TASK DIRECTIONS >>
On how many lines of the records below does the string "entities" appear? Reply with only the number.

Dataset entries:
━━━━━━

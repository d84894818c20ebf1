//! Name derivation for the artifact family
//!
//! Every spelling the generators need is computed here, once per run, from
//! the entity's simple name and package path. Generators receive the
//! resulting [`DerivedNames`] by reference and never re-derive anything, so
//! two artifacts can never disagree on a type name or a package.

use inflector::Inflector;
use serde::Serialize;
use std::collections::BTreeMap;

use super::artifacts::ArtifactKind;
use crate::config::{NamingSettings, PackageMode, PackageSettings, Pluralization};

/// Package group an artifact lives in
#[derive(Debug, Clone, Copy, PartialEq, Eq, PartialOrd, Ord, Hash, Serialize)]
#[serde(rename_all = "lowercase")]
pub enum PackageRole {
    /// Transfer objects
    Dtos,
    /// Plain value objects
    Pojos,
    /// Operation handlers
    Services,
    /// Persistence-access interfaces
    Repositories,
    /// Request entry points
    Controllers,
    /// Search/filter models
    Search,
    /// Predicate builders
    Specifications,
    /// Predicate factories
    Factories,
    /// Object mappers
    Mappers,
}

impl PackageRole {
    /// All roles in a fixed order
    pub const ALL: [Self; 9] = [
        Self::Dtos,
        Self::Pojos,
        Self::Services,
        Self::Repositories,
        Self::Controllers,
        Self::Search,
        Self::Specifications,
        Self::Factories,
        Self::Mappers,
    ];

    /// Segment group appended to the root package
    #[must_use]
    pub const fn segments(self) -> &'static str {
        match self {
            Self::Dtos => "models.dtos",
            Self::Pojos => "models.pojos",
            Self::Services => "services",
            Self::Repositories => "repositories",
            Self::Controllers => "controllers",
            Self::Search => "search",
            Self::Specifications => "specifications",
            Self::Factories => "factories",
            Self::Mappers => "mappers",
        }
    }
}

/// Package paths for one entity
#[derive(Debug, Clone, PartialEq, Eq, Serialize)]
pub struct PackageLayout {
    /// Package the entity itself is declared in
    pub entity: String,
    /// Shared root every derived package starts with
    pub root: String,
    /// Derived package per role
    pub roles: BTreeMap<PackageRole, String>,
}

impl PackageLayout {
    /// Derive the layout from the entity package
    ///
    /// Both modes are pure functions of `package_path` and the settings.
    #[must_use]
    pub fn derive(package_path: &str, settings: &PackageSettings) -> Self {
        let root = match settings.mode {
            PackageMode::Suffix => strip_segment_suffix(package_path, &settings.entity_suffix),
            PackageMode::Root => truncate_segments(package_path, settings.root_depth),
        };

        let roles = PackageRole::ALL
            .iter()
            .map(|&role| (role, join_package(&root, role.segments())))
            .collect();

        Self {
            entity: package_path.to_string(),
            root,
            roles,
        }
    }

    /// Package for a role
    #[must_use]
    pub fn get(&self, role: PackageRole) -> &str {
        self.roles.get(&role).map_or(self.root.as_str(), String::as_str)
    }
}

/// Every spelling derived from the entity name
#[derive(Debug, Clone, PartialEq, Eq, Serialize)]
pub struct DerivedNames {
    /// Declared entity class name (e.g. `CustomerEntity`)
    pub entity: String,
    /// Entity name with the marker token stripped (e.g. `Customer`)
    pub base_name: String,
    /// Base name with its first letter lower-cased (e.g. `customer`)
    pub variable_name: String,
    /// Plural URL path segment (e.g. `customers`)
    pub route_segment: String,
    /// Base name upper-cased, no separators (e.g. `CUSTOMER`, `ORDERLINE`)
    pub upper_constant: String,
    /// Package paths
    pub packages: PackageLayout,
}

impl DerivedNames {
    /// Type name of an artifact kind
    #[must_use]
    pub fn type_name(&self, kind: ArtifactKind) -> String {
        kind.name_template().replace("{}", &self.base_name)
    }

    /// Package of an artifact kind
    #[must_use]
    pub fn package_of(&self, kind: ArtifactKind) -> &str {
        self.packages.get(kind.package_role())
    }

    /// Fully qualified name of an artifact kind
    #[must_use]
    pub fn qualified_name(&self, kind: ArtifactKind) -> String {
        format!("{}.{}", self.package_of(kind), self.type_name(kind))
    }
}

/// Computes [`DerivedNames`] from configuration
#[derive(Debug, Clone)]
pub struct NameDeriver {
    naming: NamingSettings,
    packages: PackageSettings,
}

impl NameDeriver {
    /// Create a deriver for the given settings
    #[must_use]
    pub const fn new(naming: NamingSettings, packages: PackageSettings) -> Self {
        Self { naming, packages }
    }

    /// Derive all names for an entity. Total and pure.
    #[must_use]
    pub fn derive(&self, simple_name: &str, package_path: &str) -> DerivedNames {
        let base_name = strip_marker(simple_name, &self.naming.marker);
        let route_segment = match self.naming.pluralization {
            Pluralization::Naive => format!("{}s", base_name.to_lowercase()),
            Pluralization::Inflector => base_name.to_lowercase().to_plural(),
        };

        DerivedNames {
            entity: simple_name.to_string(),
            variable_name: lower_first(&base_name),
            upper_constant: base_name.to_uppercase(),
            route_segment,
            packages: PackageLayout::derive(package_path, &self.packages),
            base_name,
        }
    }
}

/// Remove one trailing occurrence of `marker`
///
/// A name that *is* the marker keeps it, so the base name is never empty.
#[must_use]
pub fn strip_marker(simple_name: &str, marker: &str) -> String {
    match simple_name.strip_suffix(marker) {
        Some(base) if !marker.is_empty() && !base.is_empty() => base.to_string(),
        _ => simple_name.to_string(),
    }
}

/// Lower-case only the first character
#[must_use]
pub fn lower_first(input: &str) -> String {
    let mut chars = input.chars();
    chars.next().map_or_else(String::new, |first| {
        first.to_ascii_lowercase().to_string() + chars.as_str()
    })
}

/// Upper-case only the first character (bean accessor spelling)
#[must_use]
pub fn upper_first(input: &str) -> String {
    let mut chars = input.chars();
    chars.next().map_or_else(String::new, |first| {
        first.to_ascii_uppercase().to_string() + chars.as_str()
    })
}

/// Strip a trailing dotted segment group, matching whole segments only
fn strip_segment_suffix(package_path: &str, suffix: &str) -> String {
    if suffix.is_empty() {
        return package_path.to_string();
    }
    if package_path == suffix {
        return String::new();
    }
    package_path
        .strip_suffix(suffix)
        .and_then(|head| head.strip_suffix('.'))
        .unwrap_or(package_path)
        .to_string()
}

/// Keep the first `depth` segments
fn truncate_segments(package_path: &str, depth: usize) -> String {
    package_path
        .split('.')
        .filter(|segment| !segment.is_empty())
        .take(depth)
        .collect::<Vec<_>>()
        .join(".")
}

fn join_package(root: &str, tail: &str) -> String {
    if root.is_empty() {
        tail.to_string()
    } else {
        format!("{root}.{tail}")
    }
}

#[cfg(test)]
mod tests {
    use super::*;

    fn deriver() -> NameDeriver {
        NameDeriver::new(NamingSettings::default(), PackageSettings::default())
    }

    fn root_deriver(depth: usize) -> NameDeriver {
        NameDeriver::new(
            NamingSettings::default(),
            PackageSettings {
                mode: PackageMode::Root,
                root_depth: depth,
                ..PackageSettings::default()
            },
        )
    }

    #[test]
    fn test_customer_spellings() {
        let names = deriver().derive("CustomerEntity", "com.acme.app.models.entities");
        assert_eq!(names.base_name, "Customer");
        assert_eq!(names.variable_name, "customer");
        assert_eq!(names.route_segment, "customers");
        assert_eq!(names.upper_constant, "CUSTOMER");
    }

    #[test]
    fn test_marker_only_stripped_at_end() {
        assert_eq!(strip_marker("EntityType", "Entity"), "EntityType");
        assert_eq!(strip_marker("EntityEntity", "Entity"), "Entity");
        assert_eq!(strip_marker("Entity", "Entity"), "Entity");
        assert_eq!(strip_marker("Order", "Entity"), "Order");
        assert_eq!(strip_marker("Order", ""), "Order");
    }

    #[test]
    fn test_multi_word_names() {
        let names = deriver().derive("OrderLineEntity", "com.acme.app.models.entities");
        assert_eq!(names.variable_name, "orderLine");
        assert_eq!(names.route_segment, "orderlines");
        assert_eq!(names.upper_constant, "ORDERLINE");
    }

    #[test]
    fn test_inflector_pluralization() {
        let deriver = NameDeriver::new(
            NamingSettings {
                pluralization: Pluralization::Inflector,
                ..NamingSettings::default()
            },
            PackageSettings::default(),
        );
        assert_eq!(deriver.derive("CategoryEntity", "a.b").route_segment, "categories");
        assert_eq!(deriver.derive("PostEntity", "a.b").route_segment, "posts");
    }

    #[test]
    fn test_naive_pluralization_has_no_irregulars() {
        assert_eq!(deriver().derive("CategoryEntity", "a.b").route_segment, "categorys");
    }

    #[test]
    fn test_suffix_mode_packages() {
        let names = deriver().derive("OrderEntity", "com.acme.app.models.entities");
        let packages = &names.packages;
        assert_eq!(packages.root, "com.acme.app");
        assert_eq!(packages.get(PackageRole::Dtos), "com.acme.app.models.dtos");
        assert_eq!(packages.get(PackageRole::Pojos), "com.acme.app.models.pojos");
        assert_eq!(packages.get(PackageRole::Services), "com.acme.app.services");
        assert_eq!(packages.get(PackageRole::Mappers), "com.acme.app.mappers");
        assert_eq!(packages.entity, "com.acme.app.models.entities");
    }

    #[test]
    fn test_suffix_mode_without_suffix_appends() {
        let names = deriver().derive("OrderEntity", "com.acme.orders");
        assert_eq!(names.packages.root, "com.acme.orders");
        assert_eq!(
            names.packages.get(PackageRole::Search),
            "com.acme.orders.search"
        );
    }

    #[test]
    fn test_suffix_matches_whole_segments() {
        let names = deriver().derive("OrderEntity", "com.acme.legacymodels.entities");
        assert_eq!(names.packages.root, "com.acme.legacymodels.entities");
    }

    #[test]
    fn test_root_mode_packages() {
        let names = root_deriver(3).derive("OrderEntity", "com.acme.app.domain.models.entities");
        assert_eq!(names.packages.root, "com.acme.app");
        assert_eq!(
            names.packages.get(PackageRole::Repositories),
            "com.acme.app.repositories"
        );
    }

    #[test]
    fn test_root_mode_short_package() {
        let names = root_deriver(3).derive("OrderEntity", "orders");
        assert_eq!(names.packages.root, "orders");
        assert_eq!(names.packages.get(PackageRole::Factories), "orders.factories");
    }

    #[test]
    fn test_type_names_follow_templates() {
        let names = deriver().derive("OrderEntity", "com.acme.app.models.entities");
        assert_eq!(names.type_name(ArtifactKind::CreateService), "CreateOrderService");
        assert_eq!(names.type_name(ArtifactKind::Dto), "OrderDto");
        assert_eq!(names.type_name(ArtifactKind::ValueObject), "Order");
        assert_eq!(
            names.qualified_name(ArtifactKind::SpecificationFactory),
            "com.acme.app.factories.OrderSpecificationFactory"
        );
    }

    #[test]
    fn test_case_helpers() {
        assert_eq!(lower_first("Order"), "order");
        assert_eq!(upper_first("firstName"), "FirstName");
        assert_eq!(lower_first(""), "");
    }
}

━━━━━━

WRITTEN SOLUTION >>
8